• **Data supplied**

......

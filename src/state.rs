use crate::features::model::{ContractRecord, DocumentEntry, DocumentKind, GalleryPhoto};
use crate::features::signing::{SignedContract, SigningSession};
use serde::{Deserialize, Serialize};
use std::path::PathBuf;

#[derive(Debug, Clone, Copy, Serialize, Deserialize, PartialEq, Eq)]
pub enum Screen {
    Login,
    Home,
    Documents(DocumentKind),
    Gallery,
    SignContract,
}

/// Error shown on the current screen: a stable code and its localized text.
#[derive(Debug, Clone, PartialEq, Eq)]
pub struct ShownError {
    pub code: String,
    pub message: String,
}

pub struct AppState {
    pub nav_stack: Vec<Screen>,
    pub locale: String,
    pub last_error: Option<ShownError>,
    pub login_identifier: Option<String>,
    pub documents: Vec<DocumentEntry>,
    pub contracts: Vec<ContractRecord>,
    pub gallery: Vec<GalleryPhoto>,
    pub signing: Option<SigningSession>,
    pub last_signed: Option<SignedContract>,
    pub last_download: Option<PathBuf>,
}

impl Default for AppState {
    fn default() -> Self {
        Self::new()
    }
}

impl AppState {
    pub fn new() -> Self {
        Self {
            nav_stack: Vec::new(),
            locale: "es".into(),
            last_error: None,
            login_identifier: None,
            documents: Vec::new(),
            contracts: Vec::new(),
            gallery: Vec::new(),
            signing: None,
            last_signed: None,
            last_download: None,
        }
    }

    pub fn ensure_navigation(&mut self) {
        if self.nav_stack.is_empty() {
            self.nav_stack.push(Screen::Login);
        }
    }

    pub fn current_screen(&self) -> Screen {
        self.nav_stack.last().copied().unwrap_or(Screen::Login)
    }

    pub fn nav_depth(&self) -> usize {
        let depth = self.nav_stack.len();
        if depth == 0 {
            1
        } else {
            depth
        }
    }

    pub fn push_screen(&mut self, screen: Screen) {
        self.ensure_navigation();
        if self.nav_stack.last() != Some(&screen) {
            self.nav_stack.push(screen);
        }
    }

    pub fn replace_current(&mut self, screen: Screen) {
        self.ensure_navigation();
        if let Some(last) = self.nav_stack.last_mut() {
            *last = screen;
        }
    }

    pub fn pop_screen(&mut self) {
        self.ensure_navigation();
        if self.nav_stack.len() > 1 {
            self.nav_stack.pop();
        }
    }

    /// Root the stack at `screen`, dropping history.
    pub fn reset_navigation(&mut self, screen: Screen) {
        self.nav_stack.clear();
        self.nav_stack.push(screen);
    }

    /// Drops everything tied to the signed-in user.
    pub fn reset_runtime(&mut self) {
        self.last_error = None;
        self.documents.clear();
        self.contracts.clear();
        self.gallery.clear();
        self.signing = None;
        self.last_signed = None;
        self.last_download = None;
    }
}
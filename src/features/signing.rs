//! Contract signing pipeline.
//!
//! A [`SigningSession`] walks `Idle → Capturing → Rendering → Uploading →
//! Persisting → Done`, or drops into `Failed` from any active phase. Each
//! phase runs its action once per pipeline run; nothing is retried.

use std::sync::Arc;

use chrono::{DateTime, FixedOffset, Utc};
use sha2::{Digest, Sha256};
use tracing::{error, info, info_span, warn, Instrument};
use uuid::Uuid;

use crate::config::PortalConfig;
use crate::error::{PortalError, PortalResult};
use crate::features::fetcher::DocumentSource;
use crate::features::model::{AssetReference, ContractRecord};
use crate::features::pdf;
use crate::features::session::Session;
use crate::features::signature_pad::{PointerEvent, SignatureRaster, StrokeCapture};
use crate::features::storage::sanitize_file_stem;
use crate::features::store::{DocumentStore, RecordUpdater};

pub trait Clock: Send + Sync {
    fn now(&self) -> DateTime<Utc>;
}

pub struct SystemClock;

impl Clock for SystemClock {
    fn now(&self) -> DateTime<Utc> {
        Utc::now()
    }
}

#[derive(Debug, Clone, PartialEq)]
pub struct SigningFailure {
    pub error: PortalError,
    /// Set when an uploaded asset could not be removed after a failed record
    /// update; it exists on the store with nothing referencing it.
    pub orphaned_asset: Option<AssetReference>,
}

#[derive(Debug, Clone, PartialEq)]
pub enum SigningPhase {
    Idle,
    Capturing,
    Rendering,
    Uploading,
    Persisting,
    Done,
    Failed(SigningFailure),
}

impl SigningPhase {
    pub fn name(&self) -> &'static str {
        match self {
            SigningPhase::Idle => "idle",
            SigningPhase::Capturing => "capturing",
            SigningPhase::Rendering => "rendering",
            SigningPhase::Uploading => "uploading",
            SigningPhase::Persisting => "persisting",
            SigningPhase::Done => "done",
            SigningPhase::Failed(_) => "failed",
        }
    }

    pub fn allows(&self, next: &SigningPhase) -> bool {
        use SigningPhase::*;
        match (self, next) {
            (Idle, Capturing)
            | (Capturing, Rendering)
            | (Rendering, Uploading)
            | (Uploading, Persisting)
            | (Persisting, Done)
            | (Failed(_), Idle) => true,
            (Capturing | Rendering | Uploading | Persisting, Failed(_)) => true,
            _ => false,
        }
    }

    pub fn is_running(&self) -> bool {
        matches!(
            self,
            SigningPhase::Rendering | SigningPhase::Uploading | SigningPhase::Persisting
        )
    }
}

/// One user's attempt at signing one contract.
#[derive(Debug)]
pub struct SigningSession {
    id: Uuid,
    record: ContractRecord,
    capture: StrokeCapture,
    phase: SigningPhase,
}

impl SigningSession {
    pub fn id(&self) -> Uuid {
        self.id
    }

    pub fn record(&self) -> &ContractRecord {
        &self.record
    }

    pub fn phase(&self) -> &SigningPhase {
        &self.phase
    }

    pub fn capture(&self) -> &StrokeCapture {
        &self.capture
    }

    /// Pointer input is only recorded while capturing.
    pub fn apply(&mut self, event: PointerEvent) {
        if self.phase == SigningPhase::Capturing {
            self.capture.apply(event);
        }
    }

    pub fn consume<I>(&mut self, events: I)
    where
        I: IntoIterator<Item = PointerEvent>,
    {
        for event in events {
            self.apply(event);
        }
    }

    pub fn clear(&mut self) {
        self.capture.clear();
    }

    /// Whether the "save" action should be enabled.
    pub fn can_save(&self) -> bool {
        self.phase == SigningPhase::Capturing && self.capture.has_content()
    }

    /// `Failed → Idle`. Drops every stroke so a retry starts from scratch.
    pub fn reset(&mut self) -> bool {
        if !self.phase.allows(&SigningPhase::Idle) {
            return false;
        }
        self.capture.clear();
        self.phase = SigningPhase::Idle;
        true
    }

    /// `Idle → Capturing`, guarded by the record's signed flag.
    pub fn restart(&mut self) -> bool {
        if self.record.signed || self.phase != SigningPhase::Idle {
            return false;
        }
        self.phase = SigningPhase::Capturing;
        true
    }

    fn advance(&mut self, next: SigningPhase) {
        debug_assert!(
            self.phase.allows(&next),
            "illegal signing transition {} -> {}",
            self.phase.name(),
            next.name()
        );
        info!(
            session = %self.id,
            contract = %self.record.document_id,
            from = self.phase.name(),
            to = next.name(),
            "signing transition"
        );
        self.phase = next;
    }

    fn fail(&mut self, error: PortalError, orphaned_asset: Option<AssetReference>) -> SaveOutcome {
        error!(
            session = %self.id,
            contract = %self.record.document_id,
            phase = self.phase.name(),
            code = error.code(),
            detail = %error,
            "signing failed"
        );
        let failure = SigningFailure {
            error,
            orphaned_asset,
        };
        self.advance(SigningPhase::Failed(failure.clone()));
        SaveOutcome::Failed(failure)
    }
}

#[derive(Debug, Clone, PartialEq)]
pub struct SignedContract {
    pub asset: AssetReference,
    pub signed_at: DateTime<Utc>,
    /// SHA-256 of the uploaded bytes, lowercase hex.
    pub digest: String,
    pub record: ContractRecord,
    /// Fresh record list, when the refresh after persisting succeeded.
    pub records: Option<Vec<ContractRecord>>,
}

#[derive(Debug, Clone, PartialEq)]
pub enum SaveOutcome {
    /// Nothing to save, or the session is not capturing. State unchanged.
    Refused,
    Done(SignedContract),
    Failed(SigningFailure),
}

pub struct SigningServices {
    pub source: Arc<dyn DocumentSource>,
    pub store: Arc<dyn DocumentStore>,
    pub records: Arc<dyn RecordUpdater>,
    pub clock: Arc<dyn Clock>,
}

pub struct SigningOrchestrator {
    services: SigningServices,
    canvas: (u32, u32),
    caption: String,
    stamp_offset: FixedOffset,
}

impl SigningOrchestrator {
    pub fn new(services: SigningServices, config: &PortalConfig) -> PortalResult<Self> {
        let stamp_offset = FixedOffset::east_opt(config.stamp_utc_offset_minutes * 60).ok_or_else(|| {
            PortalError::Config(format!(
                "stamp utc offset out of range: {}",
                config.stamp_utc_offset_minutes
            ))
        })?;
        Ok(Self {
            services,
            canvas: (config.canvas_width, config.canvas_height),
            caption: config.stamp_caption.clone(),
            stamp_offset,
        })
    }

    pub fn canvas(&self) -> (u32, u32) {
        self.canvas
    }

    pub fn can_begin(record: &ContractRecord) -> bool {
        !record.signed
    }

    /// Opens a capture session, or `None` when the contract is already signed.
    pub fn begin(&self, record: &ContractRecord) -> Option<SigningSession> {
        if !Self::can_begin(record) {
            return None;
        }
        let mut session = SigningSession {
            id: Uuid::new_v4(),
            record: record.clone(),
            capture: StrokeCapture::new(),
            phase: SigningPhase::Idle,
        };
        session.advance(SigningPhase::Capturing);
        Some(session)
    }

    /// Runs the pipeline for a capturing session with content.
    pub async fn save(&self, session: &mut SigningSession, auth: Option<&Session>) -> SaveOutcome {
        if !session.can_save() {
            return SaveOutcome::Refused;
        }
        let span = info_span!(
            "signing_pipeline",
            session = %session.id,
            contract = %session.record.document_id
        );
        self.run(session, auth).instrument(span).await
    }

    async fn run(&self, session: &mut SigningSession, auth: Option<&Session>) -> SaveOutcome {
        let raster = match session.capture.rasterize(self.canvas.0, self.canvas.1) {
            Ok(raster) => raster,
            Err(e) => return session.fail(e, None),
        };
        session.advance(SigningPhase::Rendering);
        session.capture.clear();

        let signed_at = self.services.clock.now();
        let signed_bytes = match self.render(&session.record, &raster, signed_at).await {
            Ok(bytes) => bytes,
            Err(e) => return session.fail(e, None),
        };
        let digest = format!("{:x}", Sha256::digest(&signed_bytes));

        session.advance(SigningPhase::Uploading);
        let filename = signed_filename(&session.record.title, signed_at);
        let asset = match self.services.store.upload(auth, signed_bytes, &filename).await {
            Ok(asset) => asset,
            Err(e) => return session.fail(e, None),
        };
        info!(asset_id = asset.id, %digest, "signed document uploaded");

        session.advance(SigningPhase::Persisting);
        if let Err(e) = self
            .services
            .records
            .link_and_mark_signed(auth, &session.record.document_id, &asset, signed_at)
            .await
        {
            let orphan = self.compensate(auth, &asset).await;
            return session.fail(e, orphan);
        }

        session.advance(SigningPhase::Done);
        let records = match self.services.records.list_contracts(auth).await {
            Ok(list) => Some(list),
            Err(e) => {
                warn!(code = e.code(), detail = %e, "record list refresh failed after signing");
                None
            }
        };
        let record = records
            .as_ref()
            .and_then(|list| {
                list.iter()
                    .find(|r| r.document_id == session.record.document_id)
                    .cloned()
            })
            .unwrap_or_else(|| ContractRecord {
                document: Some(asset.clone()),
                signed: true,
                signed_at: Some(signed_at),
                ..session.record.clone()
            });
        session.record = record.clone();

        SaveOutcome::Done(SignedContract {
            asset,
            signed_at,
            digest,
            record,
            records,
        })
    }

    async fn render(
        &self,
        record: &ContractRecord,
        raster: &SignatureRaster,
        signed_at: DateTime<Utc>,
    ) -> PortalResult<Vec<u8>> {
        let original = self.services.source.fetch(record.document_url()).await?;
        let local = signed_at.with_timezone(&self.stamp_offset);
        let png = raster.png_bytes().to_vec();
        let caption = self.caption.clone();
        // stamping is CPU-bound; keep it off the async workers
        tokio::task::spawn_blocking(move || pdf::stamp(&original, &png, &caption, &local))
            .await
            .map_err(|e| PortalError::MalformedDocument(format!("stamp task failed: {e}")))?
    }

    /// Deletes an asset whose record update failed. Returns it back when the
    /// delete fails too, so the orphan is reported instead of lost.
    async fn compensate(&self, auth: Option<&Session>, asset: &AssetReference) -> Option<AssetReference> {
        match self.services.store.delete_asset(auth, asset).await {
            Ok(()) => {
                info!(asset_id = asset.id, "uploaded asset removed after failed record update");
                None
            }
            Err(e) => {
                error!(asset_id = asset.id, url = %asset.url, detail = %e, "orphaned asset left on store");
                Some(asset.clone())
            }
        }
    }
}

/// `<title>_firmado_<yyyymmddHHMMSS>.pdf` with the title reduced to a safe stem.
pub fn signed_filename(title: &str, signed_at: DateTime<Utc>) -> String {
    let stem = sanitize_file_stem(title, "contrato");
    format!("{stem}_firmado_{}.pdf", signed_at.format("%Y%m%d%H%M%S"))
}
use config::PortalConfig;
use error::{PortalError, PortalResult};
use features::documents::{render_documents_screen, render_gallery_screen};
use features::fetcher::DocumentSource;
use features::model::{DocumentEntry, DocumentKind};
use features::session::{Authenticator, Session};
use features::signature_pad::PointerEvent;
use features::signing::{
    Clock, SaveOutcome, SigningOrchestrator, SigningPhase, SigningServices, SystemClock,
};
use features::store::{DocumentCatalog, DocumentStore, RecordUpdater, StoreClient};
use features::{feature_catalog, render_menu};
use rust_i18n::t;
use serde::Deserialize;
use serde_json::{json, Value};
use state::{AppState, Screen, ShownError};
use std::collections::HashMap;
use std::sync::Arc;
use tracing::{info, info_span, warn, Instrument};
use ui::{
    node, Button as UiButton, Column as UiColumn, Progress as UiProgress,
    SignaturePad as UiSignaturePad, Text as UiText, TextInput as UiTextInput,
};

#[derive(Default, Deserialize)]
struct Command {
    action: String,
    payload: Option<String>,
    bindings: Option<HashMap<String, String>>,
    events: Option<Vec<PointerEvent>>,
    locale: Option<String>,
}

enum Action {
    Init { locale: Option<String> },
    SetLocale(String),
    Back,
    SignIn { identifier: String, password: String },
    SignOut,
    Home,
    DocumentsScreen(DocumentKind),
    GalleryScreen,
    Refresh,
    Download { document_id: String },
    SignOpen { document_id: String },
    SignStrokes(Vec<PointerEvent>),
    SignClear,
    SignSave,
    SignRetry,
    SignClose,
}

fn parse_action(command: Command) -> PortalResult<Action> {
    let Command {
        action,
        payload,
        bindings,
        events,
        locale,
    } = command;
    let mut bindings = bindings.unwrap_or_default();
    let payload = payload.map(|p| p.trim().to_string()).filter(|p| !p.is_empty());
    let required = |what: &str| PortalError::InvalidCommand(format!("{action}: missing {what}"));

    match action.as_str() {
        "init" => Ok(Action::Init { locale }),
        "set_locale" => locale
            .or(payload)
            .map(Action::SetLocale)
            .ok_or_else(|| required("locale")),
        "back" => Ok(Action::Back),
        "sign_in" => {
            let identifier = bindings
                .remove("identifier")
                .map(|v| v.trim().to_string())
                .filter(|v| !v.is_empty())
                .ok_or_else(|| required("identifier"))?;
            let password = bindings
                .remove("password")
                .filter(|v| !v.is_empty())
                .ok_or_else(|| required("password"))?;
            Ok(Action::SignIn {
                identifier,
                password,
            })
        }
        "sign_out" => Ok(Action::SignOut),
        "home" => Ok(Action::Home),
        "documents_screen" => {
            let raw = payload.ok_or_else(|| required("section"))?;
            match DocumentKind::parse(&raw) {
                Some(DocumentKind::Gallery) => Ok(Action::GalleryScreen),
                Some(kind) => Ok(Action::DocumentsScreen(kind)),
                None => Err(PortalError::InvalidCommand(format!("unknown section: {raw}"))),
            }
        }
        "gallery_screen" => Ok(Action::GalleryScreen),
        "refresh" => Ok(Action::Refresh),
        "document_download" => payload
            .map(|document_id| Action::Download { document_id })
            .ok_or_else(|| required("document")),
        "sign_open" => payload
            .map(|document_id| Action::SignOpen { document_id })
            .ok_or_else(|| required("contract")),
        "sign_strokes" => Ok(Action::SignStrokes(events.unwrap_or_default())),
        "sign_clear" => Ok(Action::SignClear),
        "sign_save" => Ok(Action::SignSave),
        "sign_retry" => Ok(Action::SignRetry),
        "sign_close" => Ok(Action::SignClose),
        other => Err(PortalError::InvalidCommand(format!("unknown action: {other}"))),
    }
}

/// External collaborators the portal talks to.
pub struct PortalServices {
    pub auth: Arc<dyn Authenticator>,
    pub catalog: Arc<dyn DocumentCatalog>,
    pub source: Arc<dyn DocumentSource>,
    pub store: Arc<dyn DocumentStore>,
    pub records: Arc<dyn RecordUpdater>,
    pub clock: Arc<dyn Clock>,
}
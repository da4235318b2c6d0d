//! In-memory stand-ins for the store and fixtures shared by tests.

use crate::error::{PortalError, PortalResult};
use crate::features::fetcher::DocumentSource;
use crate::features::model::{
    AssetReference, ContractRecord, DocumentEntry, DocumentKind, GalleryPhoto, PortalUser,
};
use crate::features::session::{require, Authenticator, Session};
use crate::features::signing::Clock;
use crate::features::signature_pad::{Point, StrokeCapture};
use crate::features::store::{DocumentCatalog, DocumentStore, RecordUpdater};
use async_trait::async_trait;
use chrono::{DateTime, TimeZone, Utc};
use lopdf::content::{Content, Operation};
use lopdf::{dictionary, Document, Object, Stream, StringFormat};
use std::collections::{BTreeMap, HashMap};
use std::sync::Mutex;

/// A PDF with `pages` A4 pages, each carrying its own text line.
pub fn sample_pdf(pages: u32) -> Vec<u8> {
    let mut doc = Document::with_version("1.5");
    let pages_id = doc.new_object_id();
    let font_id = doc.add_object(dictionary! {
        "Type" => "Font",
        "Subtype" => "Type1",
        "BaseFont" => "Courier",
    });
    let resources_id = doc.add_object(dictionary! {
        "Font" => dictionary! { "F1" => font_id },
    });
    let mut kids = Vec::new();
    for n in 1..=pages {
        let content = Content {
            operations: vec![
                Operation::new("BT", vec![]),
                Operation::new("Tf", vec!["F1".into(), Object::Integer(24)]),
                Operation::new("Td", vec![Object::Integer(72), Object::Integer(700)]),
                Operation::new(
                    "Tj",
                    vec![Object::String(
                        format!("Contrato pagina {n}").into_bytes(),
                        StringFormat::Literal,
                    )],
                ),
                Operation::new("ET", vec![]),
            ],
        };
        let content_id = doc.add_object(Stream::new(
            dictionary! {},
            content.encode().expect("encode fixture content"),
        ));
        let page_id = doc.add_object(dictionary! {
            "Type" => "Page",
            "Parent" => pages_id,
            "Contents" => content_id,
        });
        kids.push(Object::Reference(page_id));
    }
    doc.objects.insert(
        pages_id,
        Object::Dictionary(dictionary! {
            "Type" => "Pages",
            "Kids" => kids,
            "Count" => pages as i64,
            "Resources" => resources_id,
            "MediaBox" => vec![
                Object::Integer(0),
                Object::Integer(0),
                Object::Integer(595),
                Object::Integer(842),
            ],
        }),
    );
    let catalog_id = doc.add_object(dictionary! {
        "Type" => "Catalog",
        "Pages" => pages_id,
    });
    doc.trailer.set("Root", catalog_id);
    let mut out = Vec::new();
    doc.save_to(&mut out).expect("save fixture pdf");
    out
}

/// The one-stroke signature from the reference scenario.
pub fn sample_capture() -> StrokeCapture {
    let mut capture = StrokeCapture::new();
    capture.begin(Point::new(10.0, 10.0));
    capture.extend(Point::new(50.0, 50.0));
    capture.end();
    capture
}

pub fn sample_signature_png() -> Vec<u8> {
    sample_capture()
        .rasterize(70, 30)
        .expect("rasterize fixture")
        .png_bytes()
        .to_vec()
}

pub fn sample_user() -> PortalUser {
    PortalUser {
        id: 7,
        document_id: "u7".into(),
        email: "ana@example.com".into(),
        full_name: "Ana Cliente".into(),
    }
}

pub fn sample_session() -> Session {
    Session::new(sample_user(), "test-jwt")
}

pub fn contract(document_id: &str, signed: bool) -> ContractRecord {
    ContractRecord {
        id: 1,
        document_id: document_id.into(),
        title: format!("Contrato {document_id}"),
        document: Some(AssetReference {
            id: 100,
            url: format!("/uploads/{document_id}.pdf"),
            name: format!("{document_id}.pdf"),
        }),
        legacy_url: None,
        signed,
        signed_at: None,
        created_at: Utc.with_ymd_and_hms(2025, 1, 10, 12, 0, 0).unwrap(),
    }
}

pub struct FixedClock(pub DateTime<Utc>);

impl FixedClock {
    pub fn sample() -> Self {
        Self(Utc.with_ymd_and_hms(2025, 3, 4, 8, 5, 0).unwrap())
    }
}

impl Clock for FixedClock {
    fn now(&self) -> DateTime<Utc> {
        self.0
    }
}

#[derive(Default)]
struct MemoryInner {
    documents: HashMap<String, Vec<u8>>,
    assets: BTreeMap<i64, (AssetReference, Vec<u8>)>,
    contracts: Vec<ContractRecord>,
    entries: HashMap<DocumentKind, Vec<DocumentEntry>>,
    photos: Vec<GalleryPhoto>,
    next_asset_id: i64,
    fetch_calls: usize,
    upload_calls: usize,
    persist_calls: usize,
    fail_fetch: bool,
    fail_upload: bool,
    fail_persist: bool,
    fail_delete: bool,
}

/// Store double that keeps everything in memory and can be told to fail at
/// any stage.
pub struct MemoryStore {
    inner: Mutex<MemoryInner>,
}

impl Default for MemoryStore {
    fn default() -> Self {
        Self::new()
    }
}

impl MemoryStore {
    pub fn new() -> Self {
        Self {
            inner: Mutex::new(MemoryInner {
                next_asset_id: 500,
                ..MemoryInner::default()
            }),
        }
    }

    fn lock(&self) -> std::sync::MutexGuard<'_, MemoryInner> {
        self.inner.lock().unwrap_or_else(|p| p.into_inner())
    }

    /// Registers a contract and serves `pdf` at its document url.
    pub fn with_contract(self, record: ContractRecord, pdf: Vec<u8>) -> Self {
        {
            let mut inner = self.lock();
            if let Some(url) = record.document_url() {
                inner.documents.insert(url.to_string(), pdf);
            }
            inner.contracts.push(record);
        }
        self
    }

    pub fn with_entries(self, kind: DocumentKind, entries: Vec<DocumentEntry>, pdf: &[u8]) -> Self {
        {
            let mut inner = self.lock();
            for entry in &entries {
                if let Some(url) = entry.document_url() {
                    inner.documents.insert(url.to_string(), pdf.to_vec());
                }
            }
            inner.entries.insert(kind, entries);
        }
        self
    }

    pub fn with_photos(self, photos: Vec<GalleryPhoto>) -> Self {
        self.lock().photos = photos;
        self
    }

    pub fn fail_fetch(&self) {
        self.lock().fail_fetch = true;
    }

    pub fn fail_upload(&self) {
        self.lock().fail_upload = true;
    }

    pub fn fail_persist(&self, fail: bool) {
        self.lock().fail_persist = fail;
    }

    pub fn fail_delete(&self) {
        self.lock().fail_delete = true;
    }

    pub fn contract(&self, document_id: &str) -> Option<ContractRecord> {
        self.lock()
            .contracts
            .iter()
            .find(|c| c.document_id == document_id)
            .cloned()
    }

    pub fn asset_ids(&self) -> Vec<i64> {
        self.lock().assets.keys().copied().collect()
    }

    pub fn asset_bytes(&self, id: i64) -> Option<Vec<u8>> {
        self.lock().assets.get(&id).map(|(_, bytes)| bytes.clone())
    }

    /// Uploaded assets no contract points at.
    pub fn orphaned_assets(&self) -> Vec<i64> {
        let inner = self.lock();
        inner
            .assets
            .keys()
            .copied()
            .filter(|id| {
                !inner
                    .contracts
                    .iter()
                    .any(|c| c.document.as_ref().map(|a| a.id) == Some(*id))
            })
            .collect()
    }

    pub fn fetch_calls(&self) -> usize {
        self.lock().fetch_calls
    }

    pub fn upload_calls(&self) -> usize {
        self.lock().upload_calls
    }

    pub fn persist_calls(&self) -> usize {
        self.lock().persist_calls
    }
}

#[async_trait]
impl DocumentSource for MemoryStore {
    async fn fetch(&self, reference: Option<&str>) -> PortalResult<Vec<u8>> {
        let mut inner = self.lock();
        inner.fetch_calls += 1;
        let reference = reference
            .ok_or_else(|| PortalError::DocumentUnavailable("document_reference_missing".into()))?;
        if inner.fail_fetch {
            return Err(PortalError::DocumentUnavailable(format!(
                "download failed status=404 url={reference}"
            )));
        }
        if let Some(bytes) = inner.documents.get(reference) {
            return Ok(bytes.clone());
        }
        inner
            .assets
            .values()
            .find(|(asset, _)| asset.url == reference)
            .map(|(_, bytes)| bytes.clone())
            .ok_or_else(|| PortalError::DocumentUnavailable(format!("not found: {reference}")))
    }
}

#[async_trait]
impl DocumentStore for MemoryStore {
    async fn upload(
        &self,
        session: Option<&Session>,
        bytes: Vec<u8>,
        filename: &str,
    ) -> PortalResult<AssetReference> {
        require(session)?.bearer()?;
        let mut inner = self.lock();
        inner.upload_calls += 1;
        if inner.fail_upload {
            return Err(PortalError::UploadFailed("upload status=500".into()));
        }
        inner.next_asset_id += 1;
        let asset = AssetReference {
            id: inner.next_asset_id,
            url: format!("/uploads/{}_{filename}", inner.next_asset_id),
            name: filename.to_string(),
        };
        inner.assets.insert(asset.id, (asset.clone(), bytes));
        Ok(asset)
    }

    async fn delete_asset(&self, session: Option<&Session>, asset: &AssetReference) -> PortalResult<()> {
        require(session)?;
        let mut inner = self.lock();
        if inner.fail_delete {
            return Err(PortalError::Storage("delete asset status=500".into()));
        }
        inner.assets.remove(&asset.id);
        Ok(())
    }
}

#[async_trait]
impl RecordUpdater for MemoryStore {
    async fn link_and_mark_signed(
        &self,
        session: Option<&Session>,
        document_id: &str,
        asset: &AssetReference,
        signed_at: DateTime<Utc>,
    ) -> PortalResult<()> {
        require(session)?;
        let mut inner = self.lock();
        inner.persist_calls += 1;
        if inner.fail_persist {
            return Err(PortalError::PersistFailed("contract update status=500".into()));
        }
        let record = inner
            .contracts
            .iter_mut()
            .find(|c| c.document_id == document_id)
            .ok_or_else(|| PortalError::PersistFailed(format!("contract update status=404: {document_id}")))?;
        record.document = Some(asset.clone());
        record.signed = true;
        record.signed_at = Some(signed_at);
        Ok(())
    }

    async fn list_contracts(&self, session: Option<&Session>) -> PortalResult<Vec<ContractRecord>> {
        require(session)?;
        let mut list = self.lock().contracts.clone();
        list.sort_by(|a, b| b.created_at.cmp(&a.created_at));
        Ok(list)
    }
}

#[async_trait]
impl DocumentCatalog for MemoryStore {
    async fn list_documents(
        &self,
        session: Option<&Session>,
        kind: DocumentKind,
    ) -> PortalResult<Vec<DocumentEntry>> {
        require(session)?;
        let inner = self.lock();
        if kind == DocumentKind::Contracts {
            return Ok(inner.contracts.iter().map(ContractRecord::as_entry).collect());
        }
        Ok(inner.entries.get(&kind).cloned().unwrap_or_default())
    }

    async fn list_gallery(&self, session: Option<&Session>) -> PortalResult<Vec<GalleryPhoto>> {
        require(session)?;
        Ok(self.lock().photos.clone())
    }
}

#[async_trait]
impl Authenticator for MemoryStore {
    async fn sign_in(&self, identifier: &str, password: &str) -> PortalResult<Session> {
        if identifier == "ana@example.com" && password == "correct horse" {
            return Ok(sample_session());
        }
        Err(PortalError::AuthFailed("Invalid identifier or password".into()))
    }
}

......

• **Exercise requirements**
Lines holding the string "PortalUser" are the answer; copy each one from the listing above.

• **Task result**
    AssetReference, ContractRecord, DocumentEntry, DocumentKind, GalleryPhoto, PortalUser,
pub fn sample_user() -> PortalUser {
    PortalUser {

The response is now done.